Wszechobecne wychodki

Paweł Wodniak  |   Publicystyka  |   23 grudnia 2008 10:43
Udostępnij

Problem, który zdecydowałem się poruszyć jest najzwyklejszą bolączką wielu polskich miast. Zapewne zaraz odezwą się głosy mówiące, że przecież to żaden problem, że zajmowanie się czymś takim nie ma najmniejszego sensu. Należy mieć jednak nadzieję, że po przeczytaniu tego krótkiego tekstu władze miasta wraz z właścicielami psów ponownie zastanowią się nad tą jakże nieprzyjemną i śmierdzącą kwestią, a wszystkim mieszkańcom będzie żyło się lepiej!
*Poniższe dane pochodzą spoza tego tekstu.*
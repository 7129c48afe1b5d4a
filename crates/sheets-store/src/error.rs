use sheets_types::ObjectId;

/// Errors from object store and staging tree operations.
#[derive(Debug, thiserror::Error)]
pub enum StoreError {
    /// The requested object was not found.
    #[error("object not found: {0}")]
    NotFound(ObjectId),

    /// Serialization or deserialization failure of a tree or commit.
    #[error("serialization error: {0}")]
    Serialization(String),

    /// The object data is malformed or of an unexpected kind.
    #[error("corrupt object {id}: {reason}")]
    CorruptObject { id: ObjectId, reason: String },

    /// Attempted to store an object whose id is null.
    #[error("cannot store object with null ID")]
    NullObjectId,

    /// A path segment that must be a tree is a blob.
    #[error("not a tree: {0}")]
    NotATree(String),

    /// A path that cannot address a tree child (empty, or names the root).
    #[error("invalid path: {0:?}")]
    InvalidPath(String),

    /// A lock guarding in-memory state was poisoned by a panicking writer.
    #[error("lock poisoned: {0}")]
    LockPoisoned(String),
}

/// Result alias for store operations.
pub type StoreResult<T> = Result<T, StoreError>;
Kilka lat temu w Oświęcimiu pojawiły się pojemniki przeznaczone na odchody zwierzęce. Po dziś dzień znajdują się one w niektórych zakamarkach naszego miasta. Część została zniszczona, część zniknęła w tajemniczy sposób. Po ich zamontowaniu miasto miało stać się wolne od psich odchodów. Straż Miejska miała upominać właścicieli zwierząt, którzy nie usuwali po nich nieczystości. To wszystko były jednak tylko złudne marzenia. Rzeczywistość jest diametralnie inna. Władze miejskie jakby zapominając o tym problemie, dają ciche przyzwolenie na to, aby mieszkańcy Oświęcimia wkrótce zginęli od smrodu i wszechobecnych psich nieczystości.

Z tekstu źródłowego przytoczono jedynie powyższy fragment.